Let's see if @pgiraud can fix this :)

bsislow commented 6 years ago

i'm getting it on firefox 59.0.1 and chrome 65.0.3325.162

julmon commented 6 years ago

Me too with firefox 59.0, but works fine with chrome/chromium 64.0

bsislow commented 6 years ago

FYI we have a temboard server instance in EU and in the US. the EU instance was upgraded to 1.2 and the US one is a fresh install at 1.2. the front page charts work on the upgraded EU instance but not on the new US instance. anything we can compare?

julmon commented 6 years ago

I think this bug is due to date format. It seems that the timezone offset (if any) could not be parsed: https://github.com/dalibo/temboard/issues/292#issuecomment-376324279 We're going to fix this asap.

Thank you for the report!

julmon commented 6 years ago

@bsislow temboard server 1.2.1 has been released.

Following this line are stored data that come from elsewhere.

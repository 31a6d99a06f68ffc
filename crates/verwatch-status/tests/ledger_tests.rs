//! Status Ledger Tests
//!
//! Concurrent access from many tasks: gate exclusivity, fail resets and
//! queue emission counts.

use pretty_assertions::assert_eq;
use std::sync::Arc;
use verwatch_status::{
    ActionKey, DeliveryChannels, FailState, Fails, GateMode, GateOutcome, PersistField, Status,
    SubType,
};

fn ledger(commands: usize, webhooks: &[&str]) -> (Arc<Status>, verwatch_status::DeliveryReceivers) {
    let (channels, rx) = DeliveryChannels::unbounded();
    let status = Status::new("svc").with_channels(channels);
    status.init_fails(Fails::new(commands, webhooks.iter().copied()));
    (Arc::new(status), rx)
}

#[tokio::test(flavor = "multi_thread", worker_threads = 4)]
async fn test_concurrent_gate_advances_once() {
    let (status, mut rx) = ledger(1, &["deploy"]);
    status.set_deployed_version("1.0.0", false);
    status.set_latest_version("1.1.0", false);
    status.set_fail(&ActionKey::command(0), FailState::Passed).unwrap();
    status.set_fail(&ActionKey::webhook("deploy"), FailState::Passed).unwrap();

    let tasks = (0..32)
        .map(|_| {
            let status = Arc::clone(&status);
            tokio::spawn(async move { status.gate_transition(GateMode::AdvanceDeployed) })
        })
        .collect::<Vec<_>>();

    let mut advanced = 0;
    for task in tasks {
        match task.await.unwrap() {
            GateOutcome::Advanced => advanced += 1,
            outcome => assert_eq!(outcome, GateOutcome::AlreadyAdvanced),
        }
    }

    assert_eq!(advanced, 1);
    assert_eq!(status.deployed_version(), "1.1.0");
    let updates = rx
        .drain_announce()
        .into_iter()
        .filter(|m| m.sub_type == SubType::Updated)
        .count();
    assert_eq!(updates, 1);
}

#[tokio::test]
async fn test_gate_blocked_until_every_action_passes() {
    let (status, _rx) = ledger(2, &[]);
    status.set_deployed_version("1.0.0", false);
    status.set_latest_version("1.1.0", false);

    status.set_fail(&ActionKey::command(0), FailState::Passed).unwrap();
    assert_eq!(status.gate_transition(GateMode::AdvanceDeployed), GateOutcome::Blocked);

    status.set_fail(&ActionKey::command(1), FailState::Passed).unwrap();
    assert_eq!(status.gate_transition(GateMode::AdvanceDeployed), GateOutcome::Advanced);
}

#[tokio::test]
async fn test_version_change_resets_fails() {
    let (status, _rx) = ledger(1, &["deploy"]);
    status.set_latest_version("1.0.0", false);
    status.set_fail(&ActionKey::command(0), FailState::Failed).unwrap();
    status.set_fail(&ActionKey::webhook("deploy"), FailState::Passed).unwrap();

    status.set_latest_version("1.1.0", false);

    assert_eq!(status.fail(&ActionKey::command(0)), Some(FailState::NotRun));
    assert_eq!(status.fail(&ActionKey::webhook("deploy")), Some(FailState::NotRun));
}

#[tokio::test]
async fn test_unknown_action_key_rejected() {
    let (status, _rx) = ledger(1, &[]);
    assert!(status.set_fail(&ActionKey::command(3), FailState::Passed).is_err());
    assert!(status.set_fail(&ActionKey::webhook("nope"), FailState::Passed).is_err());
}

#[tokio::test]
async fn test_persist_only_when_requested_and_changed() {
    let (status, mut rx) = ledger(0, &[]);

    assert!(status.set_latest_version("1.0.0", true));
    assert!(!status.set_latest_version("1.0.0", true));
    assert!(status.set_deployed_version("0.9.0", false));

    let persisted = rx.drain_persist();
    assert_eq!(persisted.len(), 1);
    assert_eq!(persisted[0].cell(PersistField::LatestVersion), Some("1.0.0"));
    assert!(persisted[0].cell(PersistField::DeployedVersion).is_none());
}

#[tokio::test]
async fn test_deleting_drops_nothing_already_queued() {
    let (status, mut rx) = ledger(0, &[]);
    status.set_latest_version("1.0.0", true);
    status.persist_delete();
    status.set_deleting();

    assert!(status.is_deleting());
    let persisted = rx.drain_persist();
    assert_eq!(persisted.len(), 2);
    assert!(persisted[1].delete);
}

Upgrade procedure with RPM:

sudo yum install https://packages.temboard.io/yum/rhel7/temboard-1.2.1-1.el7.centos.noarch.rpm
sudo systemctl restart temboard

Regards,

bsislow commented 6 years ago

@julmon - 1.2.1 fixed this!

bsislow commented 6 years ago

we still have an issue with one of our server's temBoard agent. the front page dash still shows nothing at all. the configuration is exactly the same as the others. what else can we check? the logs show nothing relevant and no ERRORs when navigating to the front page.

julmon commented 6 years ago

@bsislow could you please open a new issue for this ?

Thanks,

bsislow commented 6 years ago

this was our mistake; we had two identical entries and this is why the chart did not show on the front page. however, you may want to build a check in to ensure users are not doing this based on host name AND port so the combination is a unique key.

you may close this case. thanks for your help!